Food Quest: Kaua'i, Hawaii

Chefs Run Wild

Chefs Clayton Klyne, Chad Klyne, and Lyndon Wiebe pose with three generations of cooks in their 100 year old food stall in Bangkok's old city, Sao Ching Cha.

Gung-ho, adventurous -- and occasionally half-naked -- Chefs Run Wild is Canada’s latest contribution to culinary TV. Three telegenetic guys, who also happen to be trained chefs, toured Asia for six months, filming themselves cooking as they traveled. The result is a hot new series on the Canadian channel Travel & Escape.

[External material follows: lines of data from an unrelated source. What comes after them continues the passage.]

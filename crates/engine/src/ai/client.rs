// Codepad - Terminal Code Editor
// Copyright (C) 2024 Zhuo Zhang and Wuqi Zhang
//
// This program is free software: you can redistribute it and/or modify
// it under the terms of the GNU Affero General Public License as published by
// the Free Software Foundation, either version 3 of the License, or
// (at your option) any later version.
//
// This program is distributed in the hope that it will be useful,
// but WITHOUT ANY WARRANTY; without even the implied warranty of
// MERCHANTABILITY or FITNESS FOR A PARTICULAR PURPOSE. See the
// GNU Affero General Public License for more details.
//
// You should have received a copy of the GNU Affero General Public License
// along with this program. If not, see <https://www.gnu.org/licenses/>.

//! HTTP client for the text generation endpoint.
//!
//! Two backends are supported: a local Ollama server and Google's Gemini
//! API. Each call sends one prompt and returns the raw reply text. There are
//! no retries; a failure is returned to the caller, which must show it.

use super::prompt::{build_prompt, AiRequest};
use codepad_common::{env::GEMINI_API_KEY, Language, ValidationMarker};
use serde::{Deserialize, Serialize};
use serde_json::json;
use std::{fmt, str::FromStr, time::Duration};
use thiserror::Error;
use tracing::{debug, info, warn};

/// Default Ollama base URL.
pub const DEFAULT_OLLAMA_ENDPOINT: &str = "http://localhost:11434";
/// Default Ollama model.
pub const DEFAULT_OLLAMA_MODEL: &str = "deepseek-coder";
/// Default Gemini base URL.
pub const DEFAULT_GEMINI_ENDPOINT: &str = "https://generativelanguage.googleapis.com";
/// Default Gemini model.
pub const DEFAULT_GEMINI_MODEL: &str = "gemini-1.5-flash";
/// Header carrying the Gemini API key.
pub const GEMINI_KEY_HEADER: &str = "x-goog-api-key";

/// Which backend serves the requests.
#[derive(Debug, Clone, Copy, PartialEq, Eq, Default, Serialize, Deserialize)]
#[serde(rename_all = "lowercase")]
pub enum AiProvider {
    /// Local Ollama server (`/api/generate`)
    #[default]
    Ollama,
    /// Google Gemini (`generateContent`)
    Gemini,
}

impl fmt::Display for AiProvider {
    fn fmt(&self, f: &mut fmt::Formatter<'_>) -> fmt::Result {
        match self {
            Self::Ollama => f.write_str("ollama"),
            Self::Gemini => f.write_str("gemini"),
        }
    }
}

impl FromStr for AiProvider {
    type Err = String;

    fn from_str(s: &str) -> Result<Self, Self::Err> {
        match s.trim().to_ascii_lowercase().as_str() {
            "ollama" => Ok(Self::Ollama),
            "gemini" => Ok(Self::Gemini),
            other => Err(format!("unknown AI provider '{other}' (expected ollama or gemini)")),
        }
    }
}

/// Connection settings for the AI endpoint.
#[derive(Debug, Clone, PartialEq, Eq, Serialize, Deserialize)]
#[serde(default)]
pub struct AiConfig {
    /// Backend kind
    pub provider: AiProvider,
    /// Base URL; the provider default when unset
    #[serde(skip_serializing_if = "Option::is_none")]
    pub endpoint: Option<String>,
    /// Model name; the provider default when unset
    #[serde(skip_serializing_if = "Option::is_none")]
    pub model: Option<String>,
    /// Environment variable holding the API key (Gemini only)
    pub api_key_env: String,
    /// API key given directly; takes precedence over `api_key_env`
    #[serde(skip_serializing_if = "Option::is_none")]
    pub api_key: Option<String>,
    /// Request timeout in seconds; `None` waits for as long as it takes
    #[serde(skip_serializing_if = "Option::is_none")]
    pub timeout_secs: Option<u64>,
}

impl Default for AiConfig {
    fn default() -> Self {
        Self::for_provider(AiProvider::Ollama)
    }
}

impl AiConfig {
    /// Defaults for `provider`.
    pub fn for_provider(provider: AiProvider) -> Self {
        Self {
            provider,
            endpoint: None,
            model: None,
            api_key_env: GEMINI_API_KEY.to_string(),
            api_key: None,
            timeout_secs: None,
        }
    }

    /// Base URL in effect.
    pub fn endpoint(&self) -> &str {
        self.endpoint.as_deref().unwrap_or(match self.provider {
            AiProvider::Ollama => DEFAULT_OLLAMA_ENDPOINT,
            AiProvider::Gemini => DEFAULT_GEMINI_ENDPOINT,
        })
    }

    /// Model name in effect.
    pub fn model(&self) -> &str {
        self.model.as_deref().unwrap_or(match self.provider {
            AiProvider::Ollama => DEFAULT_OLLAMA_MODEL,
            AiProvider::Gemini => DEFAULT_GEMINI_MODEL,
        })
    }

    /// The API key, read from the config or from `api_key_env`.
    pub fn resolve_api_key(&self) -> Option<String> {
        self.api_key
            .clone()
            .or_else(|| std::env::var(&self.api_key_env).ok())
            .filter(|key| !key.trim().is_empty())
    }

    fn base_url(&self) -> &str {
        self.endpoint().trim_end_matches('/')
    }
}

/// Failures surfaced by [`AiClient`].
#[derive(Debug, Error)]
pub enum AiError {
    /// The request never produced a response
    #[error("request to AI endpoint failed: {0}")]
    Transport(reqwest::Error),

    /// The endpoint answered with a non-success status
    #[error("AI endpoint returned HTTP {status}: {body}")]
    Status {
        /// HTTP status code
        status: u16,
        /// Response body, possibly empty
        body: String,
    },

    /// The body did not have the expected shape
    #[error("could not decode AI response: {0}")]
    Decode(String),

    /// Gemini needs a key and none was configured
    #[error("no API key configured for {provider}; set {env_var}")]
    MissingApiKey {
        /// Provider that needs the key
        provider: AiProvider,
        /// Variable that was checked
        env_var: String,
    },
}

// Request URLs may carry credentials, so they never reach the message
impl From<reqwest::Error> for AiError {
    fn from(e: reqwest::Error) -> Self {
        AiError::Transport(e.without_url())
    }
}

#[derive(Debug, Deserialize)]
struct OllamaResponse {
    response: String,
}

#[derive(Debug, Deserialize)]
struct GeminiResponse {
    #[serde(default)]
    candidates: Vec<GeminiCandidate>,
}

#[derive(Debug, Deserialize)]
struct GeminiCandidate {
    content: GeminiContent,
}

#[derive(Debug, Deserialize)]
struct GeminiContent {
    #[serde(default)]
    parts: Vec<GeminiPart>,
}

#[derive(Debug, Deserialize)]
struct GeminiPart {
    #[serde(default)]
    text: String,
}

/// Stateless client for the configured AI endpoint.
#[derive(Debug, Clone)]
pub struct AiClient {
    http: reqwest::Client,
    config: AiConfig,
}

impl AiClient {
    /// Build a client for `config`.
    pub fn new(config: AiConfig) -> Result<Self, AiError> {
        let mut builder = reqwest::Client::builder();
        if let Some(secs) = config.timeout_secs {
            builder = builder.timeout(Duration::from_secs(secs));
        }
        let http = builder.build()?;

        info!(
            provider = %config.provider,
            endpoint = config.endpoint(),
            model = config.model(),
            "AI client ready"
        );
        Ok(Self { http, config })
    }

    /// The configuration in use.
    pub fn config(&self) -> &AiConfig {
        &self.config
    }

    /// Ask for a corrected version of `code` that resolves `marker`.
    pub async fn request_fix(
        &self,
        marker: &ValidationMarker,
        code: &str,
        language: Language,
    ) -> Result<String, AiError> {
        self.send(&AiRequest::Fix { marker: marker.clone(), code: code.to_string(), language })
            .await
    }

    /// Ask for new code in `language` from a description.
    pub async fn request_generate(
        &self,
        prompt: &str,
        language: Language,
    ) -> Result<String, AiError> {
        self.send(&AiRequest::Generate { prompt: prompt.to_string(), language }).await
    }

    /// Send `prompt` verbatim.
    pub async fn chat(&self, prompt: &str) -> Result<String, AiError> {
        self.send(&AiRequest::Raw { prompt: prompt.to_string() }).await
    }

    /// Ask a question about `code`.
    pub async fn ask(
        &self,
        question: &str,
        code: &str,
        language: Language,
    ) -> Result<String, AiError> {
        self.send(&AiRequest::Ask {
            question: question.to_string(),
            code: code.to_string(),
            language,
        })
        .await
    }

    /// Ask for a short explanation of `code`.
    pub async fn explain(&self, code: &str, language: Language) -> Result<String, AiError> {
        self.send(&AiRequest::Explain { code: code.to_string(), language }).await
    }

    /// Build the prompt for `request` and send it.
    pub async fn send(&self, request: &AiRequest) -> Result<String, AiError> {
        let prompt = build_prompt(request);
        debug!(kind = request.kind(), prompt_len = prompt.len(), "Sending AI request");

        let result = match self.config.provider {
            AiProvider::Ollama => self.complete_ollama(&prompt).await,
            AiProvider::Gemini => self.complete_gemini(&prompt).await,
        };

        match &result {
            Ok(text) => debug!(kind = request.kind(), reply_len = text.len(), "AI reply received"),
            Err(e) => warn!(kind = request.kind(), error = %e, "AI request failed"),
        }
        result
    }

    async fn complete_ollama(&self, prompt: &str) -> Result<String, AiError> {
        let url = format!("{}/api/generate", self.config.base_url());
        let body = json!({
            "model": self.config.model(),
            "prompt": prompt,
            "stream": false,
        });

        let text = self.post_json(&url, &body, None).await?;
        let parsed: OllamaResponse =
            serde_json::from_str(&text).map_err(|e| AiError::Decode(e.to_string()))?;
        Ok(parsed.response)
    }

    async fn complete_gemini(&self, prompt: &str) -> Result<String, AiError> {
        let key = self.config.resolve_api_key().ok_or_else(|| AiError::MissingApiKey {
            provider: AiProvider::Gemini,
            env_var: self.config.api_key_env.clone(),
        })?;

        let url = format!(
            "{}/v1beta/models/{}:generateContent",
            self.config.base_url(),
            self.config.model()
        );
        let body = json!({
            "contents": [{ "parts": [{ "text": prompt }] }],
        });

        let text = self.post_json(&url, &body, Some(&key)).await?;
        let parsed: GeminiResponse =
            serde_json::from_str(&text).map_err(|e| AiError::Decode(e.to_string()))?;

        parsed
            .candidates
            .into_iter()
            .next()
            .and_then(|c| c.content.parts.into_iter().next())
            .map(|p| p.text)
            .ok_or_else(|| AiError::Decode("response contained no candidates".to_string()))
    }

    async fn post_json(
        &self,
        url: &str,
        body: &serde_json::Value,
        api_key: Option<&str>,
    ) -> Result<String, AiError> {
        let mut request = self.http.post(url).json(body);
        if let Some(key) = api_key {
            request = request.header(GEMINI_KEY_HEADER, key);
        }
        let response = request.send().await?;
        let status = response.status();
        let text = response.text().await?;

        if !status.is_success() {
            return Err(AiError::Status { status: status.as_u16(), body: text });
        }
        Ok(text)
    }
}

#[cfg(test)]
mod tests {
    use super::*;

    #[test]
    fn test_provider_defaults() {
        let ollama = AiConfig::default();
        assert_eq!(ollama.provider, AiProvider::Ollama);
        assert_eq!(ollama.endpoint(), DEFAULT_OLLAMA_ENDPOINT);
        assert_eq!(ollama.model(), DEFAULT_OLLAMA_MODEL);

        let gemini = AiConfig::for_provider(AiProvider::Gemini);
        assert_eq!(gemini.endpoint(), DEFAULT_GEMINI_ENDPOINT);
        assert_eq!(gemini.model(), DEFAULT_GEMINI_MODEL);
        assert_eq!(gemini.api_key_env, GEMINI_API_KEY);
    }

    #[test]
    fn test_provider_parse() {
        assert_eq!("Gemini".parse::<AiProvider>().unwrap(), AiProvider::Gemini);
        assert_eq!("ollama".parse::<AiProvider>().unwrap(), AiProvider::Ollama);
        assert!("openai".parse::<AiProvider>().is_err());
    }

    #[test]
    fn test_base_url_trims_slash() {
        let config = AiConfig { endpoint: Some("http://host:1/".to_string()), ..Default::default() };
        assert_eq!(config.base_url(), "http://host:1");
    }

    #[test]
    fn test_explicit_key_wins() {
        let config = AiConfig {
            api_key: Some("inline".to_string()),
            api_key_env: "CODEPAD_TEST_UNSET_KEY_VAR".to_string(),
            ..AiConfig::for_provider(AiProvider::Gemini)
        };
        assert_eq!(config.resolve_api_key().as_deref(), Some("inline"));

        let blank = AiConfig { api_key: Some("  ".to_string()), ..config };
        assert_eq!(blank.resolve_api_key(), None);
    }

    #[test]
    fn test_partial_config_uses_provider_defaults() {
        let config: AiConfig = serde_json::from_value(serde_json::json!({
            "provider": "gemini",
            "model": "gemini-pro"
        }))
        .unwrap();
        assert_eq!(config.provider, AiProvider::Gemini);
        assert_eq!(config.model(), "gemini-pro");
        assert_eq!(config.endpoint(), DEFAULT_GEMINI_ENDPOINT);
        assert_eq!(config.timeout_secs, None);
    }
}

But who are these wild, slightly-crazed chefs? Clayton and Chad Klyne are twins. Lyndon Wiebe is their longtime friend. All three are originally from Winnipeg. And, significantly, all three are travel-obsessed: “We have basically spent the last nine years working in different countries all over the world,” the chefs explain. “We would just work for a year or so in one country, then take six or seven months off and travel.”

None of the three chefs had experience with cameras or filmmaking before their trip. They managed to learn along the way.

“The idea for the show began as all brilliant ideas do -- with a drink,” jokes Chad Klyne. “In this case, it happened to be over a pint in a local New Zealand pub. We were all working in Auckland at the time, but wanted to see Asia and learn as much as we could about the cuisines of the different countries. We decided to film our exploits and document the recipes that we would learn.”

The fact that none of the would-be filmmakers had any experience with video or cameras did not deter them in the least. A lack of equipment wasn’t an issue either. The budget for the six month excursion was $30.00 a day, per person. So, needless to say, pricey gear wasn’t an option.

Packing up one camera and one microphone, they set off. Technique was something they developed along the way, as they took turns filming each other working with local cooks and learning to prepare new dishes. On such a minuscule budget, accommodations were quite primitive as well. Even a bed was a luxury in some places.

Also daunting, was that the three had no contacts in the countries they were visiting. “We researched each place before we arrived so we were familiar with traditional foods. The really difficult part was finding the restaurant or street food stall that cooked the dish the best. Through broken English and sign language, we would ask the cooks to show us the dish and let us cook it. Because customers were always wanting to eat, there was no time to practice. Each cooking segment in our show is our first go at the dish.”

In spite of the difficulties and hardships, the trio diligently posted edited videos to YouTube every few weeks. Viewers began to notice and respond positively. “The more we traveled and filmed, the more determined we became to turn out a professional job,” Chad says emphatically.

Clayton meets another new fan!

Chad prepares for a shoot.

Lyndon samples a broth he will recreate.

The group began their trek in Bali, then Indonesia and Jakarta. The Philippines, Malaysia, Thailand, Laos, and Cambodia followed. In Vietnam, the chefs first leaned that there might be interest in a TV series based on their videos. “We knew people were getting really excited. So, we just kept working 12 and 15-hour days putting the videos together.”

Their long hours and extra effort paid off. After a final stop in China, the three travelers returned to Canada where Travel & Escape committed to run all the episodes they had shot. These days, the Klyne brothers and Wiebe are busy with promotion for their series and a huge group of fans who have lots of questions.

What was your favorite dish during the entire trip? “Definitely Vietnamese Banh Xeo, which is a crispy crepe stuffed with pork, prawns and mung beans. Wrapped in fresh herbs and lettuce, the crepe is then dipped in a slightly sweet and sour sauce.”

What was your least favorite? “Chinese fermented tofu, also called stinky tofu, and has a smell similar to rotten meat or garbage. Tastes like it too!”

Favorite city? “We spent four weeks in Thailand and three of those weeks were in Bangkok, which has a vibe like no other city. The amount of food stalls per capita is the highest in the world! Bangkok is a food lovers haven and the Thai islands are just paradise.”

What’s up next? “We aren't sure what the future holds for us but Africa is on the top of our list of places to go!”